Output only the lines from the one holding "ArrayD::from_shape_vec(dim.f(), data)" to the end of the data below, please, copied exactly.

> **Dataset entries**:
*** Block opens ***

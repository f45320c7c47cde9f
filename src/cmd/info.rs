use std::path::PathBuf;

use ndfield::field::{MemberInfo, Result, inspect};

use crate::cmd::util::{emit_json, shape_label};

#[derive(clap::Args)]
pub struct Args {
	pub path: PathBuf,
	#[arg(long)]
	pub json: bool,
}

/// Print container kind and the header of every stored array.
pub fn run(args: Args) -> Result<()> {
	let Args { path, json } = args;
	let info = inspect(&path)?;

	if json {
		return emit_json(&InfoJson {
			path: info.path.display().to_string(),
			container: info.container.as_str(),
			members: info.members.iter().map(MemberJson::from).collect(),
		});
	}

	println!("path: {}", info.path.display());
	println!("container: {}", info.container.as_str());
	println!("members: {}", info.members.len());
	for member in &info.members {
		println!(
			"  {}: {} {}{}",
			member.name.as_deref().unwrap_or("-"),
			member.element_type,
			shape_label(&member.shape),
			if member.fortran_order { " fortran" } else { "" }
		);
	}

	Ok(())
}

#[derive(serde::Serialize)]
struct MemberJson {
	name: Option<String>,
	dtype: &'static str,
	shape: Vec<usize>,
	fortran_order: bool,
}

impl From<&MemberInfo> for MemberJson {
	fn from(member: &MemberInfo) -> Self {
		Self {
			name: member.name.clone(),
			dtype: member.element_type.name(),
			shape: member.shape.clone(),
			fortran_order: member.fortran_order,
		}
	}
}

#[derive(serde::Serialize)]
struct InfoJson {
	path: String,
	container: &'static str,
	members: Vec<MemberJson>,
}
//! Diagnostic logging for the CLI.
//!
//! `NDFIELD_LOG` (or `RUST_LOG`) enables the subscriber with the usual filter
//! syntax, e.g. `NDFIELD_LOG=ndfield=debug`. `NDFIELD_LOG_FORMAT=json` switches
//! to one JSON object per event. Output always goes to stderr.

use tracing_subscriber::prelude::*;
use tracing_subscriber::{EnvFilter, Registry, fmt};

#[derive(Debug, Clone, Copy, PartialEq, Eq)]
enum LogFormat {
	Text,
	Json,
}

impl LogFormat {
	fn from_env() -> Self {
		match std::env::var("NDFIELD_LOG_FORMAT").unwrap_or_default().to_lowercase().as_str() {
			"json" => Self::Json,
			_ => Self::Text,
		}
	}
}

fn build_filter() -> EnvFilter {
	match std::env::var("NDFIELD_LOG") {
		Ok(val) => EnvFilter::builder().parse_lossy(val),
		Err(_) => EnvFilter::from_default_env(),
	}
}

/// Install the global subscriber when logging is requested; otherwise do nothing.
pub fn init_tracing() {
	if std::env::var_os("NDFIELD_LOG").is_none() && std::env::var_os("RUST_LOG").is_none() {
		return;
	}

	let filter = build_filter();
	match LogFormat::from_env() {
		LogFormat::Json => {
			let json_layer = fmt::layer().json().with_writer(std::io::stderr);
			Registry::default().with(filter).with(json_layer).init();
		}
		LogFormat::Text => {
			tracing_subscriber::fmt().with_env_filter(filter).with_writer(std::io::stderr).init();
		}
	}
}
use std::fs::File;
use std::io::{self, Read};
use std::path::{Path, PathBuf};

use half::f16;
use ndarray::{ArrayD, IxDyn, ShapeBuilder};
use num_complex::Complex;
use npyz::{DType, NpyFile, Order};
use zip::ZipArchive;

use crate::field::desc::absolute_path;
use crate::field::{Array, Container, Element, ElementType, FieldError, FileDesc, Result};

/// Header summary of one stored array.
#[derive(Debug, Clone, PartialEq)]
pub struct MemberInfo {
	/// Npz member name without the `.npy` suffix; `None` for a bare `.npy` file.
	pub name: Option<String>,
	/// Stored element type.
	pub element_type: ElementType,
	/// Stored shape.
	pub shape: Vec<usize>,
	/// Whether data is stored column-major.
	pub fortran_order: bool,
}

/// Header summary of a container file.
#[derive(Debug, Clone, PartialEq)]
pub struct ContainerInfo {
	/// Absolute container path.
	pub path: PathBuf,
	/// Container format.
	pub container: Container,
	/// Stored arrays in archive order.
	pub members: Vec<MemberInfo>,
}

/// Load the array a descriptor points at.
///
/// The file is opened exactly once; the handle is released on return.
pub fn load_array(desc: &FileDesc) -> Result<Array> {
	let (path, container, file) = open_container(&desc.path)?;
	tracing::debug!(path = %path.display(), container = container.as_str(), key = ?desc.member_key(), "loading array file");

	let array = match container {
		Container::Npy => decode_npy(io::BufReader::new(file), &path)?,
		Container::Npz => {
			let mut archive = ZipArchive::new(io::BufReader::new(file)).map_err(|err| malformed(&path, err))?;
			let names = member_names(&mut archive, &path)?;
			let index = match desc.member_key() {
				Some(key) => names.iter().position(|name| member_matches(name, key)).ok_or_else(|| FieldError::KeyNotFound {
					key: key.to_owned(),
					path: path.clone(),
				})?,
				None if names.is_empty() => return Err(FieldError::EmptyArchive { path }),
				None => 0,
			};
			let member = archive.by_index(index).map_err(|err| malformed(&path, err))?;
			decode_npy(member, &path)?
		}
	};

	tracing::debug!(element_type = %array.element_type(), shape = ?array.shape(), "loaded array file");
	Ok(array)
}

/// Read container headers without loading array data.
pub fn inspect(path: &Path) -> Result<ContainerInfo> {
	let (path, container, file) = open_container(path)?;

	let members = match container {
		Container::Npy => vec![read_member_info(io::BufReader::new(file), None, &path)?],
		Container::Npz => {
			let mut archive = ZipArchive::new(io::BufReader::new(file)).map_err(|err| malformed(&path, err))?;
			let names = member_names(&mut archive, &path)?;
			let mut members = Vec::with_capacity(names.len());
			for (index, name) in names.into_iter().enumerate() {
				let member = archive.by_index(index).map_err(|err| malformed(&path, err))?;
				let name = name.strip_suffix(".npy").map(str::to_owned).unwrap_or(name);
				members.push(read_member_info(member, Some(name), &path)?);
			}
			members
		}
	};

	Ok(ContainerInfo { path, container, members })
}

fn open_container(path: &Path) -> Result<(PathBuf, Container, File)> {
	let container = Container::from_path(path).ok_or_else(|| FieldError::UnsupportedExtension { path: path.to_path_buf() })?;
	let path = absolute_path(path)?;

	let file = match File::open(&path) {
		Ok(file) => file,
		Err(err) if matches!(err.kind(), io::ErrorKind::NotFound | io::ErrorKind::NotADirectory) => {
			return Err(FieldError::PathNotFound { path });
		}
		Err(err) => return Err(err.into()),
	};
	if !file.metadata()?.is_file() {
		return Err(FieldError::NotAFile { path });
	}

	Ok((path, container, file))
}

fn member_names<R: Read + io::Seek>(archive: &mut ZipArchive<R>, path: &Path) -> Result<Vec<String>> {
	let mut names = Vec::with_capacity(archive.len());
	for index in 0..archive.len() {
		let entry = archive.by_index_raw(index).map_err(|err| malformed(path, err))?;
		names.push(entry.name().to_owned());
	}
	Ok(names)
}

fn member_matches(name: &str, key: &str) -> bool {
	name == key || name.strip_suffix(".npy") == Some(key)
}

struct Header {
	element_type: ElementType,
	shape: Vec<usize>,
	fortran_order: bool,
}

impl Header {
	fn read<R: Read>(npy: &NpyFile<R>, path: &Path) -> Result<Self> {
		let element_type = match npy.dtype() {
			DType::Plain(type_str) => ElementType::from_descr(&type_str.to_string())?,
			other => return Err(FieldError::UnsupportedDescr { descr: other.descr() }),
		};
		let shape = npy
			.shape()
			.iter()
			.map(|&dim| usize::try_from(dim).map_err(|err| malformed(path, err)))
			.collect::<Result<Vec<_>>>()?;

		Ok(Self {
			element_type,
			shape,
			fortran_order: matches!(npy.order(), Order::Fortran),
		})
	}
}

fn read_member_info<R: Read>(reader: R, name: Option<String>, path: &Path) -> Result<MemberInfo> {
	let npy = NpyFile::new(reader).map_err(|err| malformed(path, err))?;
	let Header {
		element_type,
		shape,
		fortran_order,
	} = Header::read(&npy, path)?;
	Ok(MemberInfo {
		name,
		element_type,
		shape,
		fortran_order,
	})
}

fn decode_npy<R: Read>(reader: R, path: &Path) -> Result<Array> {
	let npy = NpyFile::new(reader).map_err(|err| malformed(path, err))?;
	let header = Header::read(&npy, path)?;

	match header.element_type.ensure_available()? {
		ElementType::Bool => read_data::<bool, R>(npy, &header, path),
		ElementType::Int8 => read_data::<i8, R>(npy, &header, path),
		ElementType::Int16 => read_data::<i16, R>(npy, &header, path),
		ElementType::Int32 => read_data::<i32, R>(npy, &header, path),
		ElementType::Int64 => read_data::<i64, R>(npy, &header, path),
		ElementType::UInt8 => read_data::<u8, R>(npy, &header, path),
		ElementType::UInt16 => read_data::<u16, R>(npy, &header, path),
		ElementType::UInt32 => read_data::<u32, R>(npy, &header, path),
		ElementType::UInt64 => read_data::<u64, R>(npy, &header, path),
		ElementType::Float16 => read_data::<f16, R>(npy, &header, path),
		ElementType::Float32 => read_data::<f32, R>(npy, &header, path),
		ElementType::Float64 => read_data::<f64, R>(npy, &header, path),
		ElementType::Complex64 => read_data::<Complex<f32>, R>(npy, &header, path),
		ElementType::Complex128 => read_data::<Complex<f64>, R>(npy, &header, path),
		unavailable @ (ElementType::Float128 | ElementType::Complex256) => Err(FieldError::UnsupportedElementType { name: unavailable.name() }),
	}
}

fn read_data<T: Element, R: Read>(npy: NpyFile<R>, header: &Header, path: &Path) -> Result<Array> {
	let data: Vec<T> = npy.into_vec().map_err(|err| malformed(path, err))?;
	let dim = IxDyn(&header.shape);
	let array = if header.fortran_order {
		ArrayD::from_shape_vec(dim.f(), data)
	} else {
		ArrayD::from_shape_vec(dim, data)
	};
	array.map(T::wrap).map_err(|err| malformed(path, err))
}

fn malformed(path: &Path, err: impl std::fmt::Display) -> FieldError {
	FieldError::Malformed {
		path: path.to_path_buf(),
		reason: err.to_string(),
	}
}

*** Block closes ***

> **Response to the exercise**:
		ArrayD::from_shape_vec(dim.f(), data)
	} else {
		ArrayD::from_shape_vec(dim, data)
	};
	array.map(T::wrap).map_err(|err| malformed(path, err))
}

fn malformed(path: &Path, err: impl std::fmt::Display) -> FieldError {
	FieldError::Malformed {
		path: path.to_path_buf(),
		reason: err.to_string(),
	}
}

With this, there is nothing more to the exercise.